With the release of VMware vCenter Site Recovery Manager 6.1, VMware adds a new type of functionality to their disaster recovery software, support of stretched storage. At a high level, the VMware SRM software handles the orchestration/automation of disaster recovery between two sites.

In a typical disaster recovery configuration, one site is active while the other is passive, and the distance between those sites might be significant (i.e. hundreds of miles or more). By contrast, in a stretched storage configuration, both sites are active and while the distance between the sites can approach 60 miles or more depending on the network, more commonly the sites are located within a campus (e.g. campus cluster).

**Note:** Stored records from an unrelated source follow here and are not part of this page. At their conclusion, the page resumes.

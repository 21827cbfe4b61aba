//! YAML loaders for event, catalogue and event ID files.
//!
//! Comments are ignored on load; they are regenerated on every save. A file
//! that does not exist yet loads as empty.

use std::collections::BTreeMap;
use std::fs;
use std::io::ErrorKind;
use std::path::Path;

use serde::Deserialize;
use serde_yaml_ng::Value;

use crate::catalogue::{Catalogue, EventFilters};
use crate::config::event_year_url;
use crate::error::{AwardsError, Result};
use crate::types::{Award, CategoryRecord, EventYears, YearAwards, YearEdition, YearLabel};

/// Read a file, mapping "not found" to `None`.
fn read_optional(path: &Path) -> Result<Option<String>> {
    match fs::read_to_string(path) {
        Ok(text) => Ok(Some(text)),
        Err(e) if e.kind() == ErrorKind::NotFound => Ok(None),
        Err(e) => Err(e.into()),
    }
}

fn shape_error(path: &str, message: impl Into<String>) -> AwardsError {
    AwardsError::YamlShape {
        path: path.to_string(),
        message: message.into(),
    }
}

/// Render a mapping key as text (years may have been written unquoted).
fn key_text(key: &Value) -> Option<String> {
    match key {
        Value::String(s) => Some(s.clone()),
        Value::Number(n) => Some(n.to_string()),
        _ => None,
    }
}

/// Parse the text of an event file.
///
/// Year order is preserved as written. Source URLs are rebuilt from the
/// labels since they only live in comments.
///
/// # Arguments
/// * `event_id` - Event the file belongs to
/// * `text` - File content
/// * `origin` - Name used in error messages
pub fn parse_event_yaml(event_id: &str, text: &str, origin: &str) -> Result<EventYears> {
    let doc: Value = serde_yaml_ng::from_str(text)?;
    let mapping = match doc {
        Value::Null => return Ok(EventYears::default()),
        Value::Mapping(m) => m,
        _ => return Err(shape_error(origin, "expected a mapping of years")),
    };

    let mut event = EventYears::default();
    for (key, value) in mapping {
        let label_text = key_text(&key).ok_or_else(|| shape_error(origin, "non-scalar year key"))?;
        let label: YearLabel = label_text.parse()?;

        let mut awards = YearAwards::default();
        match value {
            Value::Null => {}
            Value::Mapping(award_map) => {
                for (award_key, categories) in award_map {
                    let name = key_text(&award_key)
                        .ok_or_else(|| shape_error(origin, "non-scalar award key"))?;
                    let categories: BTreeMap<String, CategoryRecord> = match categories {
                        Value::Null => BTreeMap::new(),
                        other => serde_yaml_ng::from_value(other)?,
                    };
                    awards.push(Award { name, categories });
                }
            }
            _ => {
                return Err(shape_error(
                    origin,
                    format!("year {label_text} is not a mapping of awards"),
                ))
            }
        }

        event.years.push(YearEdition {
            url: event_year_url(event_id, &label),
            label,
            awards,
        });
    }

    Ok(event)
}

/// Load an event file; a missing file is an empty event.
pub fn load_event_file(path: &Path, event_id: &str) -> Result<EventYears> {
    match read_optional(path)? {
        Some(text) => parse_event_yaml(event_id, &text, &path.display().to_string()),
        None => Ok(EventYears::default()),
    }
}

/// Parse the text of the catalogue file.
pub fn parse_catalogue_yaml(text: &str) -> Result<Catalogue> {
    let events: Option<BTreeMap<String, Option<EventFilters>>> = serde_yaml_ng::from_str(text)?;
    let events = events
        .unwrap_or_default()
        .into_iter()
        .map(|(id, filters)| (id, filters.unwrap_or_default()))
        .collect();
    Ok(Catalogue::from_events(events))
}

/// Load the catalogue; a missing file is an empty catalogue.
pub fn load_catalogue(path: &Path) -> Result<Catalogue> {
    match read_optional(path)? {
        Some(text) => parse_catalogue_yaml(&text),
        None => Ok(Catalogue::default()),
    }
}

#[derive(Debug, Deserialize)]
struct EventIdsFile {
    #[serde(default)]
    event_ids: Vec<String>,
}

/// Parse the event ID list.
pub fn parse_event_ids_yaml(text: &str) -> Result<Vec<String>> {
    let file: Option<EventIdsFile> = serde_yaml_ng::from_str(text)?;
    Ok(file.map(|f| f.event_ids).unwrap_or_default())
}

/// Load the event ID list, sorted and without duplicates.
pub fn load_event_ids(path: &Path) -> Result<Vec<String>> {
    let text = fs::read_to_string(path)?;
    let mut ids = parse_event_ids_yaml(&text)?;
    ids.sort();
    ids.dedup();
    Ok(ids)
}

What SRM 6.1 offers, in conjunction with the SRDF SRA 6.1, is the same capability it offers today but with a stretched storage deployment. Each of the existing SRM functions is supported: Test, Planned Migration, and Disaster Recovery. The rationale for using SRM in stretched storage may be different than a traditional implementation where the secondary site is passive and at a distance that makes clustering impossible. With stretched storage, SRM may be particularly useful in avoiding manual intervention during site maintenance. SRM, in conjunction with the SRDF SRA, provides complete automation during the planned migration. At a high level this involves vMotioning the VMs from one site to the other, suspending the RDF link, and changing the bias to the other site. After maintenance is complete, reprotection is run, followed again by a planned migration if maintenance is required on the other site.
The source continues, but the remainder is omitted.